The area has many historical attractions including the sprawling Yanaka Cemetery, which is especially stunning lined with sakura in spring, and Yanaka-Ginza, the shopping street also affectionately known as the Grandma’s Harajuku. For more info on just what to see and do in this charming pocket of the city, be sure to bookmark our guide Yanaka: Old Town Tokyo at Its Best.


Shibamata shop robot vending machine
Photo by Felix Wilson

Shibamata sits in the northeastern ward of Katsushika, right by the Edo River. While it’s a richly historic area, it’s one overlooked by most tourists who bypass this little time capsule of a town for the more well-trodden haunt of Asakusa.

There are two reasons why this quaint area is famous with the locals: its impressive temple and movie-star history. Let’s talk about the cinema connection first. Between 1969 and 1995, an incredibly popular Japanese film series known as Otoko wa Tsurai Yo (translated title: It’s Tough Being a Man) ran for an impressive 48 feature films. The story followed the journey of Tora-san, a man who was unlucky in the love department. The films would always finish the same way, with Tora-san returning to his family shop right here in Shibamata. As a dedication to the great Tora-san, there’s a museum in Shibamata covering the creation of the series.

shibamata temple
Photo by Felix Wilson

The neighborhood is still lined with traditional-style snack stores and retail stores, but the sacred Taishakuten Temple is the most impressive old-Tokyo feature. The temple was constructed in 1692. Around the area is a traditional garden complex that also features a 500-year-old pine tree, which some say looks like a dragon, so keep an eye out!

Kawagoe (Saitama)

Kawagoe, edo era town in Saitama
Photo by

Just a short journey outside of central Tokyo, in Saitama Prefecture, 30 or so minutes from Ikebukuro, is where you’ll find Kawagoe. The locals call this place ‘Ko-Edo’ (translation: Little Edo) because it’s just like an Edo-period (17th to 19th century) town frozen in time. This pocket of the city was once a castle town run mainly by merchants who’d do business from an impressive-looking warehouse adorned in glossy tiles and finished with delicate engravings. Many of these warehouses have managed to stand the test of time—others not so much—but it’s these historical buildings that give the area its traditional charm.

kawagoe bell tower
Kawagoe Bell Tower | Photo by Hawley

Kurazukuri Street is Kawagoe’s main street; it’s home to gracefully aging warehouses and stores selling all types of souvenirs and snacks.

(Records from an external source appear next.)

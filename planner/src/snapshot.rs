//! Basket snapshot (snapshot.json) loading and validation.
//!
//! A snapshot captures what the basket holds right now and what
//! governance wants it to hold: per-token balances and market prices
//! on one side, target weights on the other. Assets carried but not
//! listed in `targets` are sold out entirely.

use std::path::Path;

use chrono::{DateTime, Utc};
use serde::Deserialize;

use crate::error::{Error, Result};

/// A point-in-time view of the basket plus its target composition.
#[derive(Debug, Clone, Deserialize)]
pub struct Snapshot {
    pub timestamp: DateTime<Utc>,
    /// Total share supply backing the basket.
    pub supply: u128,
    pub assets: Vec<AssetState>,
    pub targets: Vec<TargetWeight>,
}

/// One held (or about-to-be-held) token.
#[derive(Debug, Clone, Deserialize)]
pub struct AssetState {
    pub symbol: String,
    /// Raw token balance currently in the basket.
    pub balance: u128,
    /// Market price in the unit of account.
    pub price: f64,
    /// Relative price uncertainty, e.g. 0.01 for ±1%. Falls back to
    /// the configured default when omitted.
    #[serde(default)]
    pub uncertainty: Option<f64>,
}

/// A single target: symbol + fraction of basket value.
#[derive(Debug, Clone, Deserialize)]
pub struct TargetWeight {
    pub symbol: String,
    pub weight: f64,
}

impl Snapshot {
    /// Load and validate a snapshot.json file.
    pub fn load(path: &Path) -> Result<Self> {
        let contents = std::fs::read_to_string(path).map_err(|e| Error::SnapshotRead {
            path: path.to_path_buf(),
            source: e,
        })?;
        let snapshot: Snapshot = serde_json::from_str(&contents)?;
        snapshot.validate()?;
        Ok(snapshot)
    }

    /// Parse from a JSON string (useful for testing).
    pub fn from_json(json: &str) -> Result<Self> {
        let snapshot: Snapshot = serde_json::from_str(json)?;
        snapshot.validate()?;
        Ok(snapshot)
    }

    /// Validate the snapshot.
    fn validate(&self) -> Result<()> {
        if self.supply == 0 {
            return Err(Error::Snapshot("share supply is zero".into()));
        }
        if self.assets.is_empty() {
            return Err(Error::Snapshot("assets list is empty".into()));
        }
        if self.targets.is_empty() {
            return Err(Error::Snapshot("targets list is empty".into()));
        }

        // Check for duplicate symbols
        let mut seen = std::collections::HashSet::new();
        for a in &self.assets {
            if !seen.insert(&a.symbol) {
                return Err(Error::Snapshot(format!("duplicate asset: {}", a.symbol)));
            }
        }
        let mut seen = std::collections::HashSet::new();
        for t in &self.targets {
            if !seen.insert(&t.symbol) {
                return Err(Error::Snapshot(format!("duplicate target: {}", t.symbol)));
            }
        }

        // Validate each symbol fits the engine's Token (max 8 bytes)
        for symbol in self
            .assets
            .iter()
            .map(|a| &a.symbol)
            .chain(self.targets.iter().map(|t| &t.symbol))
        {
            if symbol.is_empty() {
                return Err(Error::Snapshot("empty symbol".into()));
            }
            if symbol.len() > 8 {
                return Err(Error::Snapshot(format!("symbol '{symbol}' exceeds 8 bytes")));
            }
        }

        // Every target must have a priced asset entry, even at zero
        // balance, or the engine cannot open an auction into it.
        for t in &self.targets {
            if !self.assets.iter().any(|a| a.symbol == t.symbol) {
                return Err(Error::Snapshot(format!(
                    "target '{}' has no asset entry",
                    t.symbol
                )));
            }
        }

        for a in &self.assets {
            if !a.price.is_finite() || a.price <= 0.0 {
                return Err(Error::Snapshot(format!(
                    "price for {} ({}) must be finite and positive",
                    a.symbol, a.price
                )));
            }
            if let Some(u) = a.uncertainty {
                if !u.is_finite() || !(0.0..=0.9).contains(&u) {
                    return Err(Error::Snapshot(format!(
                        "uncertainty for {} ({u}) must be in [0.0, 0.9]",
                        a.symbol
                    )));
                }
            }
        }

        for t in &self.targets {
            if !t.weight.is_finite() || t.weight <= 0.0 || t.weight > 1.0 {
                return Err(Error::Snapshot(format!(
                    "weight for {} ({}) must be in (0.0, 1.0] — omit to sell out",
                    t.symbol, t.weight
                )));
            }
        }

        let sum: f64 = self.targets.iter().map(|t| t.weight).sum();
        if (sum - 1.0).abs() > 1e-6 {
            return Err(Error::Snapshot(format!(
                "target weights sum to {sum:.6} (expected 1.0)"
            )));
        }

        Ok(())
    }

    /// Total basket value in the unit of account.
    pub fn total_value(&self) -> f64 {
        self.assets
            .iter()
            .map(|a| a.balance as f64 * a.price)
            .sum()
    }

    /// Target weight for `symbol`; zero when absent from targets.
    pub fn target_weight(&self, symbol: &str) -> f64 {
        self.targets
            .iter()
            .find(|t| t.symbol == symbol)
            .map(|t| t.weight)
            .unwrap_or(0.0)
    }
}

#[cfg(test)]
mod tests {
    use super::*;

    fn valid_json() -> &'static str {
        r#"{
            "timestamp": "2026-08-30T12:00:00Z",
            "supply": 1000000,
            "assets": [
                { "symbol": "USDC", "balance": 1000000, "price": 1.0 },
                { "symbol": "WETH", "balance": 0, "price": 2000.0, "uncertainty": 0.01 }
            ],
            "targets": [
                { "symbol": "WETH", "weight": 1.0 }
            ]
        }"#
    }

    #[test]
    fn parse_valid_snapshot() {
        let s = Snapshot::from_json(valid_json()).unwrap();
        assert_eq!(s.supply, 1_000_000);
        assert_eq!(s.assets.len(), 2);
        assert_eq!(s.assets[1].uncertainty, Some(0.01));
        assert_eq!(s.targets[0].weight, 1.0);
    }

    #[test]
    fn total_value_sums_assets() {
        let s = Snapshot::from_json(valid_json()).unwrap();
        assert_eq!(s.total_value(), 1_000_000.0);
    }

    #[test]
    fn target_weight_defaults_to_zero() {
        let s = Snapshot::from_json(valid_json()).unwrap();
        assert_eq!(s.target_weight("WETH"), 1.0);
        assert_eq!(s.target_weight("USDC"), 0.0);
    }

    #[test]
    fn reject_zero_supply() {
        let json = valid_json().replace("\"supply\": 1000000", "\"supply\": 0");
        assert!(Snapshot::from_json(&json).is_err());
    }

    #[test]
    fn reject_duplicate_assets() {
        let json = r#"{
            "timestamp": "2026-01-01T00:00:00Z",
            "supply": 1,
            "assets": [
                { "symbol": "USDC", "balance": 1, "price": 1.0 },
                { "symbol": "USDC", "balance": 2, "price": 1.0 }
            ],
            "targets": [ { "symbol": "USDC", "weight": 1.0 } ]
        }"#;
        assert!(Snapshot::from_json(json).is_err());
    }

    #[test]
    fn reject_target_without_asset() {
        let json = r#"{
            "timestamp": "2026-01-01T00:00:00Z",
            "supply": 1,
            "assets": [ { "symbol": "USDC", "balance": 1, "price": 1.0 } ],
            "targets": [ { "symbol": "WETH", "weight": 1.0 } ]
        }"#;
        assert!(Snapshot::from_json(json).is_err());
    }

    #[test]
    fn reject_long_symbol() {
        let json = valid_json().replace("WETH", "TOOLONGNAME");
        assert!(Snapshot::from_json(&json).is_err());
    }

    #[test]
    fn reject_negative_price() {
        let json = valid_json().replace("\"price\": 2000.0", "\"price\": -1.0");
        assert!(Snapshot::from_json(&json).is_err());
    }

    #[test]
    fn reject_weights_not_summing_to_one() {
        let json = valid_json().replace("\"weight\": 1.0", "\"weight\": 0.5");
        assert!(Snapshot::from_json(&json).is_err());
    }

    #[test]
    fn reject_zero_weight() {
        let json = r#"{
            "timestamp": "2026-01-01T00:00:00Z",
            "supply": 1,
            "assets": [ { "symbol": "USDC", "balance": 1, "price": 1.0 } ],
            "targets": [ { "symbol": "USDC", "weight": 0.0 } ]
        }"#;
        assert!(Snapshot::from_json(json).is_err());
    }

    #[test]
    fn reject_oversized_uncertainty() {
        let json = valid_json().replace("\"uncertainty\": 0.01", "\"uncertainty\": 0.95");
        assert!(Snapshot::from_json(&json).is_err());
    }
}
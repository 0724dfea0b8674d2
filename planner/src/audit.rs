//! JSONL audit trail logging.
//!
//! Each planner run appends events to an audit.jsonl file, one JSON
//! object per line, so a plan can be reconstructed after the fact.

use std::fs::{self, OpenOptions};
use std::io::{BufWriter, Write};
use std::path::Path;

use chrono::{DateTime, Utc};
use serde::Serialize;

use crate::error::Result;
use crate::plan::Plan;

/// An audit event written to the JSONL trail.
#[derive(Debug, Clone, Serialize)]
pub struct AuditEvent {
    pub event: &'static str,
    pub ts: DateTime<Utc>,
    #[serde(flatten)]
    pub data: serde_json::Value,
}

/// Append-only audit logger.
pub struct AuditLog {
    writer: BufWriter<std::fs::File>,
}

impl AuditLog {
    /// Open (or create) the audit log file for appending.
    pub fn open(path: &Path) -> Result<Self> {
        if let Some(parent) = path.parent() {
            fs::create_dir_all(parent)?;
        }

        let file = OpenOptions::new().create(true).append(true).open(path)?;

        Ok(Self {
            writer: BufWriter::new(file),
        })
    }

    /// Log an event with arbitrary JSON data.
    pub fn log(&mut self, event: &'static str, data: serde_json::Value) -> Result<()> {
        let entry = AuditEvent {
            event,
            ts: Utc::now(),
            data,
        };
        let json = serde_json::to_string(&entry)
            .map_err(|e| std::io::Error::new(std::io::ErrorKind::InvalidData, e))?;
        writeln!(self.writer, "{json}")?;
        self.writer.flush()?;
        Ok(())
    }
}

/// Convenience: log a plan run start.
pub fn log_plan_started(audit: &mut AuditLog, snapshot_file: &str) -> Result<()> {
    audit.log(
        "plan_started",
        serde_json::json!({ "snapshot_file": snapshot_file }),
    )
}

/// Convenience: log each planned trade.
pub fn log_trades(audit: &mut AuditLog, plan: &Plan) -> Result<()> {
    for t in &plan.trades {
        audit.log(
            "trade_planned",
            serde_json::json!({
                "sell": t.sell.as_str(),
                "buy": t.buy.as_str(),
                "value": t.value,
                "pair_price": t.pair_price,
            }),
        )?;
    }
    Ok(())
}

/// Convenience: log plan completion.
pub fn log_plan_completed(audit: &mut AuditLog, plan: &Plan) -> Result<()> {
    audit.log(
        "plan_completed",
        serde_json::json!({
            "trades": plan.trades.len(),
            "total_value": plan.total_value,
        }),
    )
}
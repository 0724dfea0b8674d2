//! # dutchbook
//!
//! A deterministic Dutch-auction rebalancing engine for tokenized
//! multi-asset baskets.
//!
//! A basket of fungible tokens backs a share supply. Governance
//! starts a **rebalance** toward a target composition; auctions then
//! sell one token for another along an exponentially decaying price
//! curve, inside limits that bound how far any balance may move.
//! External bidders settle against the engine; it never executes
//! trades itself, it only defines the tradeable envelope.
//!
//! ## Features
//!
//! - **Price curve**: `price(t) = start · e^(-k·(t-start))`, exact at
//!   both endpoints, monotonically non-increasing
//! - **Lot sizing**: ceiling-rounded sell floors, floor-rounded buy
//!   ceilings — the basket never crosses either limit
//! - **Lifecycle**: launcher-exclusivity window, permissionless
//!   fallback, TTL expiry, narrowing-only overrides
//! - **Fixed-point throughout**: 18/27-decimal integer math, no
//!   floating point
//!
//! ## Quick Start
//!
//! ```
//! use dutchbook::{
//!     Account, Engine, PriceControl, PriceRange, RebalanceLimits, Role, Token, TokenParams,
//!     WeightRange, D18, D27,
//! };
//!
//! let admin = Account(0);
//! let manager = Account(1);
//! let launcher = Account(2);
//!
//! let mut engine = Engine::new(admin, 600); // 10-minute auctions
//! engine.grant_role(admin, manager, Role::RebalanceManager).unwrap();
//! engine.grant_role(admin, launcher, Role::AuctionLauncher).unwrap();
//!
//! // The basket holds 1M USDC against 1M shares; governance wants
//! // it fully rotated into WETH at $2000.
//! let usdc = Token::new("USDC");
//! let weth = Token::new("WETH");
//! engine.set_balance(usdc, 1_000_000);
//! engine.set_total_supply(1_000_000);
//!
//! let tokens = vec![
//!     TokenParams {
//!         token: usdc,
//!         weights: WeightRange::point(0), // sell out entirely
//!         prices: PriceRange::point(D27), // $1
//!     },
//!     TokenParams {
//!         token: weth,
//!         weights: WeightRange::point(D27 / 2_000), // 0.0005 WETH/share
//!         prices: PriceRange::point(2_000 * D27),   // $2000
//!     },
//! ];
//! let limits = RebalanceLimits::point(D18); // 1 basket unit per share
//!
//! engine
//!     .start_rebalance(manager, tokens, limits, PriceControl::None, 3_600, 86_400, 0)
//!     .unwrap();
//! engine.open_auction(launcher, usdc, weth, None, 0).unwrap();
//!
//! // 2000 USDC buys exactly 1 WETH at the opening price.
//! let quote = engine.bid(Account(9), 0, 2_000, 1).unwrap();
//! assert_eq!(quote.bid_amount, 1);
//! assert_eq!(engine.balance_of(usdc), 998_000);
//! assert_eq!(engine.balance_of(weth), 1);
//! ```
//!
//! ## Scales
//!
//! | Quantity | Scale | Unit |
//! |----------|-------|------|
//! | Basket limits | D18 (1e18) | basket-units per share |
//! | Token weights | D27 (1e27) | token per basket-unit |
//! | Token prices | D27 (1e27) | unit-of-account per token |
//! | Auction prices | D27 (1e27) | buy-token per sell-token |
//!
//! Balances and share supply are raw integer quantities.

mod auction;
pub mod bid;
pub mod curve;
mod engine;
mod error;
pub mod fixed;
mod event;
pub mod lot;
mod ranges;
mod rebalance;
mod roles;
mod types;

// Re-export public API
pub use auction::Auction;
pub use bid::Quote;
pub use engine::{AuctionOverrides, Engine, RESTRICTED_AUCTION_BUFFER};
pub use error::EngineError;
pub use event::Notification;
pub use fixed::{Rounding, U256, D18, D27, MAX_LIMIT, MAX_PRICE_RATIO, MAX_TOKEN_BALANCE};
pub use ranges::{PriceRange, RebalanceLimits, TokenParams, WeightRange};
pub use rebalance::{PriceControl, Rebalance};
pub use roles::{Role, Roles};
pub use types::{Account, AuctionId, RebalanceNonce, Timestamp, Token};
//! Property-based tests for planner convergence.
//!
//! Across random baskets the greedy pairing must finish within the
//! N-1 trade bound and leave no surplus/deficit pair that still
//! clears the tolerance.

use chrono::Utc;
use dutchbook::Token;
use dutchbook_planner::config::PlannerConfig;
use dutchbook_planner::plan::plan;
use dutchbook_planner::snapshot::{AssetState, Snapshot, TargetWeight};
use proptest::prelude::*;

const TOLERANCE: f64 = 0.001;

fn config() -> PlannerConfig {
    PlannerConfig {
        tolerance: TOLERANCE,
        default_uncertainty: 0.0,
        ..PlannerConfig::default()
    }
}

/// A basket of `n` assets with positive balances and prices, plus a
/// random target composition normalized to sum to 1.
fn basket_strategy(n: usize) -> impl Strategy<Value = Snapshot> {
    let assets = proptest::collection::vec((1u128..=1_000_000_000u128, 0.001f64..100_000.0), n);
    let weights = proptest::collection::vec(0.01f64..1.0, n);
    (assets, weights).prop_map(|(assets, weights)| {
        let sum: f64 = weights.iter().sum();
        Snapshot {
            timestamp: Utc::now(),
            supply: 1_000_000,
            assets: assets
                .iter()
                .enumerate()
                .map(|(i, &(balance, price))| AssetState {
                    symbol: format!("TOK{i}"),
                    balance,
                    price,
                    uncertainty: None,
                })
                .collect(),
            targets: weights
                .iter()
                .enumerate()
                .map(|(i, &w)| TargetWeight {
                    symbol: format!("TOK{i}"),
                    weight: w / sum,
                })
                .collect(),
        }
    })
}

fn sized_basket() -> impl Strategy<Value = (usize, Snapshot)> {
    (2usize..=7).prop_flat_map(|n| (Just(n), basket_strategy(n)))
}

proptest! {
    #![proptest_config(ProptestConfig::with_cases(500))]

    /// N assets settle in at most N-1 trades, and replaying the
    /// trades over the USD imbalances leaves no tradeable pair: at
    /// least one side of the book is fully inside the tolerance, and
    /// no single token can then sit further out than the other
    /// side's combined slack.
    #[test]
    fn converges_within_trade_bound((n, snapshot) in sized_basket()) {
        let cfg = config();
        let plan = plan(&snapshot, &cfg).unwrap();
        prop_assert!(plan.trades.len() <= n - 1, "{} trades for {n} assets", plan.trades.len());

        let total = snapshot.total_value();
        let mut residual: Vec<f64> = snapshot
            .assets
            .iter()
            .map(|a| {
                let weight = snapshot
                    .targets
                    .iter()
                    .find(|t| t.symbol == a.symbol)
                    .map_or(0.0, |t| t.weight);
                a.balance as f64 * a.price - weight * total
            })
            .collect();

        let index = |token: Token| {
            snapshot
                .assets
                .iter()
                .position(|a| Token::new(&a.symbol) == token)
                .unwrap()
        };
        for t in &plan.trades {
            prop_assert!(t.value > 0.0);
            prop_assert_ne!(t.sell, t.buy);
            residual[index(t.sell)] -= t.value;
            residual[index(t.buy)] += t.value;
        }

        let floor = cfg.tolerance * total;
        let slack = total * 1e-9;
        let max_surplus = residual.iter().fold(0.0f64, |m, &v| m.max(v));
        let max_deficit = residual.iter().fold(0.0f64, |m, &v| m.max(-v));

        // Convergence: no surplus/deficit pair both clear the floor.
        prop_assert!(
            max_surplus <= floor + slack || max_deficit <= floor + slack,
            "tradeable pair left: surplus {max_surplus}, deficit {max_deficit}, floor {floor}"
        );
        // The imbalances sum to zero, so the exhausted side caps every
        // residual at (n-1) tolerances of total value.
        for (i, r) in residual.iter().enumerate() {
            prop_assert!(
                r.abs() <= (n as f64 - 1.0) * floor + slack,
                "asset {i} residual {r} vs floor {floor}"
            );
        }
    }

    /// A basket already at its target plans zero trades.
    #[test]
    fn at_target_plans_nothing((_, snapshot) in sized_basket()) {
        // Rebuild the balances at a fixed large notional so integer
        // truncation (at most one token per asset) stays far below
        // the tolerance floor.
        const TOTAL: f64 = 1e10;
        let weights: Vec<f64> = snapshot
            .assets
            .iter()
            .map(|a| {
                snapshot
                    .targets
                    .iter()
                    .find(|t| t.symbol == a.symbol)
                    .map_or(0.0, |t| t.weight)
            })
            .collect();
        let mut aligned = snapshot;
        for (a, w) in aligned.assets.iter_mut().zip(&weights) {
            a.balance = (w * TOTAL / a.price) as u128;
        }

        let plan = plan(&aligned, &config()).unwrap();
        prop_assert!(plan.trades.is_empty(), "{} trades", plan.trades.len());
    }
}
//! Engine error taxonomy.
//!
//! Every operation is fail-fast and atomic: an `Err` means no state
//! was touched. Variants group into parameter validation, temporal,
//! economic, and authorization failures.

use crate::types::Token;

/// All errors the engine can return.
#[derive(Clone, Copy, Debug, PartialEq, Eq, thiserror::Error)]
#[cfg_attr(feature = "serde", derive(serde::Serialize, serde::Deserialize))]
pub enum EngineError {
    // --- parameter validation ---
    #[error("price range invalid: requires 0 < low <= high <= 100*low")]
    InvalidPriceRange,

    #[error("rebalance limits invalid: requires 0 < low <= spot <= high <= 1e36")]
    InvalidLimits,

    #[error("weight range invalid: requires low <= spot <= high")]
    InvalidWeights,

    #[error("rebalance must name at least one token")]
    EmptyBasket,

    #[error("duplicate token {0} in rebalance")]
    DuplicateToken(Token),

    #[error("token {0} is not part of the active rebalance")]
    UnknownToken(Token),

    #[error("sell and buy token must differ")]
    SameToken,

    #[error("ttl must cover the exclusivity window plus the quiet-period buffer")]
    InvalidTtl,

    #[error("arithmetic overflow")]
    Overflow,

    // --- temporal ---
    #[error("no rebalance is active")]
    NoRebalance,

    #[error("rebalance ttl has passed; no further auction may open")]
    RebalanceExpired,

    #[error("an auction is already open for this rebalance")]
    AuctionAlreadyOpen,

    #[error("auction not ongoing at this timestamp")]
    AuctionNotOngoing,

    #[error("exclusivity window has not elapsed")]
    ExclusivityNotElapsed,

    // --- economic ---
    #[error("slippage exceeded: bid amount outside caller bound")]
    SlippageExceeded,

    #[error("insufficient balance: sell amount exceeds current lot")]
    InsufficientBalance,

    // --- authorization ---
    #[error("caller lacks the required role")]
    NotAuthorized,

    #[error("override would widen a governance-approved range")]
    CannotWiden,
}

pub type Result<T> = std::result::Result<T, EngineError>;

#[cfg(test)]
mod tests {
    use super::*;

    #[test]
    fn display() {
        assert!(format!("{}", EngineError::SlippageExceeded).contains("slippage"));
        assert!(format!("{}", EngineError::InsufficientBalance).contains("lot"));
        let e = EngineError::DuplicateToken(Token::new("WETH"));
        assert!(format!("{e}").contains("WETH"));
    }

    #[test]
    fn is_error() {
        let err: Box<dyn std::error::Error> = Box::new(EngineError::NoRebalance);
        assert!(err.to_string().contains("rebalance"));
    }
}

In 1893, a fire passed through this strip destroying several buildings, which is why you may notice that the stores feature steep tiles and fire-resistant clay on the walls. The other main street you can’t bypass is Kashiya Yokocho, aka Candy Alley. This colorful road has cute stores selling cheap, Show-era style sweets that make for excellent souvenirs. If you’re interested in diving a little deeper into this charming day-trip destination, have a read of our day-tripping guide to Kawagoe: The Little Edo.

Noge (Yokohama)

Wedged between the glitzy lights of Minato Mirai and the baseball and sports bar loving neighborhood of Kannai sits Noge. It’s a whole different side of Yokohama, and one most folks have never experienced. Noge is a boozy, bar-lined backstreet, where the locals hang after dark and that the tourists miss. The charm of Noge is its gritty, dated exterior, while it may not look like a lot from the outside, behind the closed doors are where the action is. Jazz, whiskey, wine, long nights, and lost memories are what Noge is all about.

While it is overflowing with Showa-era ambiance, there isn’t a lot to recommend in Noge in terms of sightseeing, given the fact that it’s not a neighborhood, but simply a laneway of bars. But, if you’re looking for something a little different on a night out after exploring the sights of Yokohama, here is where you’ll find it.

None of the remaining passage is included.